Impasse de la politique étrangère
Le principal parti d'opposition grec, SYRIZA, a publié une déclaration cinglante le 8 juillet 2026, après les remarques du Premier ministre Kyriakos Mitsotakis au sommet de l'OTAN à Ankara. Le parti a décrit la politique étrangère du gouvernement comme étant dans une impasse après sept ans de gouvernement de Nouvelle Démocratie.
Les déclarations de M. Mitsotakis après le sommet de l'OTAN mettent en évidence de la manière la plus claire l'impasse de la politique étrangère du gouvernement de Nouvelle Démocratie, qu'il suit depuis sept ans.
SYRIZA a accusé Mitsotakis de choisir à plusieurs reprises de faire l'éloge de Donald Trump alors même que le président américain opérait un virage marqué vers la Turquie.
Différend sur les F-35 et virage turc
L'opposition s'est concentrée sur la question des avions de combat F-35, affirmant que Mitsotakis avait évité de commenter le souhait de Trump de lever l'embargo sur les armes contre la Turquie et de permettre à Ankara de réintégrer le programme. Au lieu de cela, le Premier ministre s'est contenté de dire que les appareils seraient disponibles pour l'armée de l'air hellénique en 2027.
Même sur la question des F-35, M. Mitsotakis a évité de commenter les objectifs du président américain concernant la levée de l'embargo sur la Turquie, la seule chose qu'il s'est limité à dire étant qu'en 2027, les appareils spécifiques seront disponibles pour l'armée de l'air.
SYRIZA a fait valoir que cela démontre un alignement unilatéral sur Washington qui ignore les mouvements turcs.
Dépenses militaires et coût
Le communiqué a également critiqué Mitsotakis pour avoir célébré la position de la Grèce en tant que pays de l'OTAN consacrant la plus grande part de son PIB aux dépenses de défense. SYRIZA a déclaré que le Premier ministre n'avait pas abordé le coût intérieur de ces dépenses.
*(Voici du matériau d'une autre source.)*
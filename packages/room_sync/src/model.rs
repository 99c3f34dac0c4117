//! Core data model: rooms, messages, timestamps and the session epoch.

use chrono::{DateTime, NaiveDateTime};
use serde::{Deserialize, Serialize};

/// Author shown when a message carries no (or a blank) author.
pub const ANONYMOUS: &str = "Anonymous";

/// Format the chat server stamps messages with.
const SERVER_TIMESTAMP_FORMAT: &str = "%Y-%m-%d %H:%M:%S";

/// Format used when showing a parsed timestamp to the user.
const DISPLAY_TIMESTAMP_FORMAT: &str = "%b %-d, %Y %H:%M";

/// A named channel scoping both history and live messages.
#[derive(Clone, Debug, PartialEq, Eq, Hash, PartialOrd, Ord)]
pub struct Room(String);

impl Room {
    /// Returns `None` for names that are empty after trimming.
    pub fn new(name: impl Into<String>) -> Option<Self> {
        let name = name.into();
        let trimmed = name.trim();
        if trimmed.is_empty() {
            None
        } else {
            Some(Self(trimmed.to_string()))
        }
    }

    pub fn name(&self) -> &str {
        &self.0
    }
}

impl std::fmt::Display for Room {
    fn fmt(&self, f: &mut std::fmt::Formatter<'_>) -> std::fmt::Result {
        write!(f, "#{}", self.0)
    }
}

/// The externally supplied, read-only set of rooms, in display order.
#[derive(Clone, Debug, Default)]
pub struct RoomDirectory {
    rooms: Vec<Room>,
}

impl RoomDirectory {
    /// Blank names are skipped and duplicates keep their first position.
    pub fn new<I, S>(names: I) -> Self
    where
        I: IntoIterator<Item = S>,
        S: Into<String>,
    {
        let mut rooms: Vec<Room> = Vec::new();
        for room in names.into_iter().filter_map(Room::new) {
            if !rooms.contains(&room) {
                rooms.push(room);
            }
        }
        Self { rooms }
    }

    pub fn get(&self, name: &str) -> Option<&Room> {
        let name = name.trim();
        self.rooms.iter().find(|r| r.name() == name)
    }

    pub fn contains(&self, room: &Room) -> bool {
        self.rooms.contains(room)
    }

    pub fn first(&self) -> Option<&Room> {
        self.rooms.first()
    }

    pub fn iter(&self) -> impl Iterator<Item = &Room> {
        self.rooms.iter()
    }

    pub fn len(&self) -> usize {
        self.rooms.len()
    }

    pub fn is_empty(&self) -> bool {
        self.rooms.is_empty()
    }
}

/// Opaque, orderable server-assigned timestamp.
///
/// Kept exactly as the server sent it; [`Timestamp::display`] only
/// reformats values it recognises.
#[derive(Clone, Debug, Default, PartialEq, Eq, PartialOrd, Ord, Hash, Serialize, Deserialize)]
#[serde(transparent)]
pub struct Timestamp(String);

impl Timestamp {
    pub fn new(raw: impl Into<String>) -> Self {
        Self(raw.into())
    }

    pub fn as_str(&self) -> &str {
        &self.0
    }

    pub fn is_empty(&self) -> bool {
        self.0.is_empty()
    }

    /// Parses the server format first, then RFC 3339.
    pub fn parsed(&self) -> Option<NaiveDateTime> {
        let raw = self.0.trim();
        NaiveDateTime::parse_from_str(raw, SERVER_TIMESTAMP_FORMAT)
            .ok()
            .or_else(|| {
                DateTime::parse_from_rfc3339(raw)
                    .ok()
                    .map(|dt| dt.naive_local())
            })
    }

    /// Human-readable form; unrecognised values are shown verbatim.
    pub fn display(&self) -> String {
        match self.parsed() {
            Some(dt) => dt.format(DISPLAY_TIMESTAMP_FORMAT).to_string(),
            None => self.0.clone(),
        }
    }
}

/// A chat message as confirmed by the server (or composed for sending).
#[derive(Clone, Debug, PartialEq, Eq)]
pub struct Message {
    pub author: String,
    pub text: String,
    pub timestamp: Timestamp,
}

impl Message {
    pub fn new(author: Option<&str>, text: impl Into<String>, timestamp: Timestamp) -> Self {
        Self {
            author: normalize_author(author),
            text: text.into(),
            timestamp,
        }
    }
}

/// Falls back to [`ANONYMOUS`] for missing or blank authors.
pub fn normalize_author(author: Option<&str>) -> String {
    match author.map(str::trim) {
        Some(name) if !name.is_empty() => name.to_string(),
        _ => ANONYMOUS.to_string(),
    }
}

/// One room-switch epoch. Strictly increasing for the life of a session.
#[derive(Clone, Copy, Debug, Default, PartialEq, Eq, PartialOrd, Ord, Hash)]
pub struct Generation(pub u64);

impl Generation {
    pub fn next(self) -> Self {
        Self(self.0 + 1)
    }
}

impl std::fmt::Display for Generation {
    fn fmt(&self, f: &mut std::fmt::Formatter<'_>) -> std::fmt::Result {
        write!(f, "gen-{}", self.0)
    }
}

/// The active room and the generation that owns it.
///
/// Only [`crate::RoomSession`] advances it; everything else reads it to
/// decide whether an asynchronous result is still current.
#[derive(Debug, Default)]
pub struct Session {
    active_room: Option<Room>,
    generation: Generation,
}

impl Session {
    pub fn active_room(&self) -> Option<&Room> {
        self.active_room.as_ref()
    }

    pub fn generation(&self) -> Generation {
        self.generation
    }

    pub fn is_current(&self, generation: Generation) -> bool {
        self.generation == generation
    }

    pub(crate) fn advance(&mut self, room: Room) -> Generation {
        self.generation = self.generation.next();
        self.active_room = Some(room);
        self.generation
    }
}
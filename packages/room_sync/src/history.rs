//! One history request per room switch, settled at most once per generation.

use std::future::Future;
use std::time::Duration;

use tokio::sync::mpsc;
use tokio::task::JoinHandle;
use tracing::{debug, warn};

use crate::endpoints::ChatEndpoints;
use crate::error::HistoryFetchError;
use crate::model::{Generation, Message, Room};
use crate::wire::HistoryPayload;

/// Where past messages for a room come from.
pub trait HistorySource: Clone + Send + Sync + 'static {
    /// Returns the room's recent messages in server order.
    fn fetch(
        &self,
        room: &Room,
    ) -> impl Future<Output = Result<Vec<Message>, HistoryFetchError>> + Send;
}

/// History over the chat server's JSON endpoint.
#[derive(Clone, Debug)]
pub struct HttpHistory {
    client: reqwest::Client,
    endpoints: ChatEndpoints,
}

impl HttpHistory {
    pub fn new(endpoints: ChatEndpoints) -> Self {
        Self::with_client(reqwest::Client::new(), endpoints)
    }

    pub fn with_client(client: reqwest::Client, endpoints: ChatEndpoints) -> Self {
        Self { client, endpoints }
    }
}

impl HistorySource for HttpHistory {
    async fn fetch(&self, room: &Room) -> Result<Vec<Message>, HistoryFetchError> {
        let url = self.endpoints.history_url(room);
        let response = self
            .client
            .get(url)
            .send()
            .await
            .map_err(HistoryFetchError::from_reqwest)?;

        let status = response.status();
        if !status.is_success() {
            return Err(HistoryFetchError::Status(status.as_u16()));
        }

        let payload: HistoryPayload = response
            .json()
            .await
            .map_err(HistoryFetchError::from_reqwest)?;
        Ok(payload.into_messages())
    }
}

/// The outcome of one history request, tagged with the generation that
/// issued it.
#[derive(Debug)]
pub struct HistoryBatch {
    pub generation: Generation,
    pub room: Room,
    pub result: Result<Vec<Message>, HistoryFetchError>,
}

struct InFlight {
    generation: Generation,
    task: JoinHandle<()>,
}

/// Issues history requests and decides which batch, if any, settles a
/// generation.
///
/// A generation is *pending* from [`fetch`](Self::fetch) until its first
/// batch is accepted, whether that batch came from the endpoint or from a
/// `recent_messages` frame on the live stream. Anything after that is
/// ignored.
pub struct HistoryLoader<H> {
    source: H,
    timeout: Duration,
    results_tx: mpsc::UnboundedSender<HistoryBatch>,
    results_rx: mpsc::UnboundedReceiver<HistoryBatch>,
    in_flight: Option<InFlight>,
}

impl<H: HistorySource> HistoryLoader<H> {
    pub fn new(source: H, timeout: Duration) -> Self {
        let (results_tx, results_rx) = mpsc::unbounded_channel();
        Self {
            source,
            timeout,
            results_tx,
            results_rx,
            in_flight: None,
        }
    }

    /// Starts the request for `generation`, cancelling any older one.
    pub fn fetch(&mut self, room: &Room, generation: Generation) {
        self.cancel();

        let source = self.source.clone();
        let room = room.clone();
        let limit = self.timeout;
        let results = self.results_tx.clone();
        let task = tokio::spawn(async move {
            let result = match tokio::time::timeout(limit, source.fetch(&room)).await {
                Ok(result) => result,
                Err(_) => Err(HistoryFetchError::Timeout(limit)),
            };
            let _ = results.send(HistoryBatch {
                generation,
                room,
                result,
            });
        });

        self.in_flight = Some(InFlight { generation, task });
    }

    /// Drops the outstanding request, if any. Its generation stops being pending.
    pub fn cancel(&mut self) {
        if let Some(in_flight) = self.in_flight.take() {
            in_flight.task.abort();
            debug!(generation = %in_flight.generation, "history request cancelled");
        }
    }

    pub fn is_pending(&self, generation: Generation) -> bool {
        self.in_flight
            .as_ref()
            .is_some_and(|f| f.generation == generation)
    }

    /// Waits for the next completed request. Never resolves while idle.
    pub async fn next_batch(&mut self) -> HistoryBatch {
        match self.results_rx.recv().await {
            Some(batch) => batch,
            // The loader holds a sender, so the channel never closes.
            None => std::future::pending().await,
        }
    }

    /// Accepts `batch` if it settles the pending generation.
    ///
    /// Returns `None` for batches that arrive for any other generation or
    /// after the generation was already settled.
    pub fn settle(
        &mut self,
        batch: HistoryBatch,
    ) -> Option<Result<Vec<Message>, HistoryFetchError>> {
        if !self.is_pending(batch.generation) {
            debug!(
                generation = %batch.generation,
                room = %batch.room,
                "dropping history for a settled or superseded generation"
            );
            return None;
        }
        self.in_flight = None;
        if let Err(err) = &batch.result {
            warn!(room = %batch.room, error = %err, "history fetch failed");
        }
        Some(batch.result)
    }

    /// Offers a batch received on the live stream as this generation's
    /// history. Accepted only while the generation is still pending, in
    /// which case the outstanding request is cancelled.
    pub fn offer_stream_batch(
        &mut self,
        generation: Generation,
        messages: Vec<Message>,
    ) -> Option<Vec<Message>> {
        if !self.is_pending(generation) {
            debug!(%generation, "ignoring recent_messages batch, history already settled");
            return None;
        }
        self.cancel();
        Some(messages)
    }
}

impl<H> Drop for HistoryLoader<H> {
    fn drop(&mut self) {
        if let Some(in_flight) = &self.in_flight {
            in_flight.task.abort();
        }
    }
}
M. Mitsotakis s'est félicité que la Grèce soit le pays de l'OTAN qui consacre le plus fort pourcentage de son PIB aux dépenses militaires. Mais il ne nous a pas dit le prix, c'est-à-dire d'où l'argent est prélevé pour aller vers l'armement.
Le parti a laissé entendre que des fonds sont détournés des besoins sociaux vers des achats d'armes sans débat public.
L'alternative de SYRIZA
SYRIZA a conclu que Mitsotakis avait transformé la Grèce en figurant sur la scène internationale, sapant la défense et la sécurité du pays. Il a appelé à une stratégie nationale cohérente et à une politique étrangère active et multidimensionnelle qui défende efficacement les intérêts nationaux.
Il est évident que M. Mitsotakis a transformé la Grèce en figurant des développements internationaux, avec tout ce que cela implique pour la défense et la sécurité du pays. Le pays a besoin d'une stratégie nationale cohérente et d'une politique étrangère active et multidimensionnelle qui défende efficacement les intérêts nationaux.
Le parti a contrasté cela avec son propre bilan au gouvernement de 2015 à 2019, affirmant avoir élevé la Grèce au rang de pilier de paix et de coopération grâce à des partenariats stratégiques et des initiatives européennes et internationales.